**WORK REQUIRED:**
Only the count should appear in your answer: how many lines of the data below contain the word "enum"?

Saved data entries
※

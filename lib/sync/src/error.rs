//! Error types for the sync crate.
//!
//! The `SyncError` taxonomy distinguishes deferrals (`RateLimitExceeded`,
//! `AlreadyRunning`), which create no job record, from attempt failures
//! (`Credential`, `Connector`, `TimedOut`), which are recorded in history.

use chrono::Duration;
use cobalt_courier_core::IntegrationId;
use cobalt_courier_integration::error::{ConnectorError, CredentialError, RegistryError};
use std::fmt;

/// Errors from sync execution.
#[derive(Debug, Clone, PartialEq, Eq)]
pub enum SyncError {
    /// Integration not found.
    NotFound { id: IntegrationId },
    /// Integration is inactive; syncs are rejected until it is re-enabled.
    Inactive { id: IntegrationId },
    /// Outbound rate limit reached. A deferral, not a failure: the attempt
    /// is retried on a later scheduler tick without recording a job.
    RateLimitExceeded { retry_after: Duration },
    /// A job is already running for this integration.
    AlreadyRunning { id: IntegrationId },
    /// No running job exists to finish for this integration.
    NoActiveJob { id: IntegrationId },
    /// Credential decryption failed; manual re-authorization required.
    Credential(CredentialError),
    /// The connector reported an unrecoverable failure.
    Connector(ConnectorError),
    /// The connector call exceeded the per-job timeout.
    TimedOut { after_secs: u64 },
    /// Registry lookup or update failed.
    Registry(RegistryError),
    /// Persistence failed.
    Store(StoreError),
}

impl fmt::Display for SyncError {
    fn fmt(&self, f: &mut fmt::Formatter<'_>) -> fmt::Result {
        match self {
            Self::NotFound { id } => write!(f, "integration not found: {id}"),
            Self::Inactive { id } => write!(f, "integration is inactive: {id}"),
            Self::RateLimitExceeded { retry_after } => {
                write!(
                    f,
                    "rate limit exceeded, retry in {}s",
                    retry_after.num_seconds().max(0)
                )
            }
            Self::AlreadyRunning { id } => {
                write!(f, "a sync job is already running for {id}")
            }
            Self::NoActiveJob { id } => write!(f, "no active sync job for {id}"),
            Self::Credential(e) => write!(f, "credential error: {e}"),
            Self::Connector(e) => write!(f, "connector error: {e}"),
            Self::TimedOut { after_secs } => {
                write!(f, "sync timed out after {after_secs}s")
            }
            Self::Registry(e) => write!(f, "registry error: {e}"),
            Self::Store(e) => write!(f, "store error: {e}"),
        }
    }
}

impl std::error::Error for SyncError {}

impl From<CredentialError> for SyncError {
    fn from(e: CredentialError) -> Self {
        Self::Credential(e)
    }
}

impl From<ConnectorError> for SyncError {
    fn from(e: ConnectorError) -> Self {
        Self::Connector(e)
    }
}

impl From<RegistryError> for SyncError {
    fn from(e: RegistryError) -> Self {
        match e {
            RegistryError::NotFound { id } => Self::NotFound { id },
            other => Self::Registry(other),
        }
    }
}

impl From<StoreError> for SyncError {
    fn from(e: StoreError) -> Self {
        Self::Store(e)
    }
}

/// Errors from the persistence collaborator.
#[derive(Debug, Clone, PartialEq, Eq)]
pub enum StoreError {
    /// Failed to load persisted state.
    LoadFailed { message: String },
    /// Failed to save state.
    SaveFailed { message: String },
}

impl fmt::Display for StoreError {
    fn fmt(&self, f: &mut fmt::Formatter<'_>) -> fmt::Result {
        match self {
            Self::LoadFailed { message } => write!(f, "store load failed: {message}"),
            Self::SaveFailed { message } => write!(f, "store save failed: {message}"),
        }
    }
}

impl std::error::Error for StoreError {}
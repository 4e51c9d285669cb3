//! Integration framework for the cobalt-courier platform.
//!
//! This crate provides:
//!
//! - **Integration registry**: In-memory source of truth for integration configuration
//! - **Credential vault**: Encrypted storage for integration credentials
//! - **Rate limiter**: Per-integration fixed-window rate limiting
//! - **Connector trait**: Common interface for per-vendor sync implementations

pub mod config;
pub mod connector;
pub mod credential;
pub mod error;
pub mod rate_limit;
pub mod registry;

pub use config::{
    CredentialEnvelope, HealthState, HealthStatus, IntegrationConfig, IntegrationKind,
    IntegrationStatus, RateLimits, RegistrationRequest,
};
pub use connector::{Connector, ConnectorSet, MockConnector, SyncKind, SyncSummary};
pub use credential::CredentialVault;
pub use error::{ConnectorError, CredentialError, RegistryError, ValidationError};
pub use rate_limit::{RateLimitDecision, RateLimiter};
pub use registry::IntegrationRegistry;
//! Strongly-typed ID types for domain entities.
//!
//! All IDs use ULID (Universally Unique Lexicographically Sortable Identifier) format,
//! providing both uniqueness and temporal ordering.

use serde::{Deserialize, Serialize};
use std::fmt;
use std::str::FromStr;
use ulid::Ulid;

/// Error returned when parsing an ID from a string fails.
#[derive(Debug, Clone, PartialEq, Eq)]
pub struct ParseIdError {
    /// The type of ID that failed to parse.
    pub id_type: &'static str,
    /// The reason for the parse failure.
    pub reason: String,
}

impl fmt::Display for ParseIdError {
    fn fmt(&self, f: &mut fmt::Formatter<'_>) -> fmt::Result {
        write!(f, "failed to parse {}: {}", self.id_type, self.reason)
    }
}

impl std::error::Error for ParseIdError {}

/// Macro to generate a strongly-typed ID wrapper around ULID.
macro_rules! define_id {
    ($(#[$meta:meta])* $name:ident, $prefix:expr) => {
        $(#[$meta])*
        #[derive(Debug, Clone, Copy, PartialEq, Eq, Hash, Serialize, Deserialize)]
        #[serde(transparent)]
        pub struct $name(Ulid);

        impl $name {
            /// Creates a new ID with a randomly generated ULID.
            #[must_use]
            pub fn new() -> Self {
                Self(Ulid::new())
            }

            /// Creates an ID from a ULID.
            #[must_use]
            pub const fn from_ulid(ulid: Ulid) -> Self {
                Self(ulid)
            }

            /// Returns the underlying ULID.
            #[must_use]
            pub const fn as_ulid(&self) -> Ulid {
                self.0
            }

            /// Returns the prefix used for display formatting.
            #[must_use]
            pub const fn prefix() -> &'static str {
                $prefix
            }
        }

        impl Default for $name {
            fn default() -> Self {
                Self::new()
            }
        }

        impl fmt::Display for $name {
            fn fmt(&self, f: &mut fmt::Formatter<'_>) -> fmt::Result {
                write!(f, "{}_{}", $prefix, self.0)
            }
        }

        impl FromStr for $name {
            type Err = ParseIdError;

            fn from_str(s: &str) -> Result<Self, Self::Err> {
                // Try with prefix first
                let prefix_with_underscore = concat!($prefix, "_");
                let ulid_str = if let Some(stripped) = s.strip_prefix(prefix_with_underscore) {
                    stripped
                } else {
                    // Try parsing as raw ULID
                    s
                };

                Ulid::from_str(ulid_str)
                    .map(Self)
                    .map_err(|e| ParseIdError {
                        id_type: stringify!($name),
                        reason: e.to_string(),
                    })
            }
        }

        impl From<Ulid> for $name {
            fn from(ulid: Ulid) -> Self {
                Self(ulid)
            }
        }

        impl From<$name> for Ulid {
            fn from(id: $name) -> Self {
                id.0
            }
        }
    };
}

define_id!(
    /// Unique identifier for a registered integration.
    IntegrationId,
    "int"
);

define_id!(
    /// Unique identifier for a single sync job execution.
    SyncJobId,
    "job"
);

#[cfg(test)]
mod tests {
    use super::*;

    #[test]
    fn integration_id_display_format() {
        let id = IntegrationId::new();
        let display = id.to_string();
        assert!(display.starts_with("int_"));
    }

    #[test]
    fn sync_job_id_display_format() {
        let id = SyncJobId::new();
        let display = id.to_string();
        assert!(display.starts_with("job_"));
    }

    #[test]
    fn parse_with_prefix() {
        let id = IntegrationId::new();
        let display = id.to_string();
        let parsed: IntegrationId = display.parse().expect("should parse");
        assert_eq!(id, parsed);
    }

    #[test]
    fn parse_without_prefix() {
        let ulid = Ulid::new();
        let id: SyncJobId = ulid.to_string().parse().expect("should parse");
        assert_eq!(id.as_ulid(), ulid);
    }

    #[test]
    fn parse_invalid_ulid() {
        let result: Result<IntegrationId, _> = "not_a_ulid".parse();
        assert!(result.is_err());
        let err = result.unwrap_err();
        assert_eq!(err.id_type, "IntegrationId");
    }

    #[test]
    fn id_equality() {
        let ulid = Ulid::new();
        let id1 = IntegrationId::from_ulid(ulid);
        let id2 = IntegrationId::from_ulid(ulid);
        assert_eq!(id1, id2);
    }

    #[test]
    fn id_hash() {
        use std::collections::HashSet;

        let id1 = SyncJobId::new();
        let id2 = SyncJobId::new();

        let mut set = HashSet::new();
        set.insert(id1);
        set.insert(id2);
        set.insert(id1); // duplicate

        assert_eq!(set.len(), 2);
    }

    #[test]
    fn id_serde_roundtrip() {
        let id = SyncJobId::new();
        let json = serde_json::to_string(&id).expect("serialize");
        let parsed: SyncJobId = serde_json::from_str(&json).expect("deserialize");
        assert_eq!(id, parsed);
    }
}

※

**RESULT OF THE EXERCISE:**
2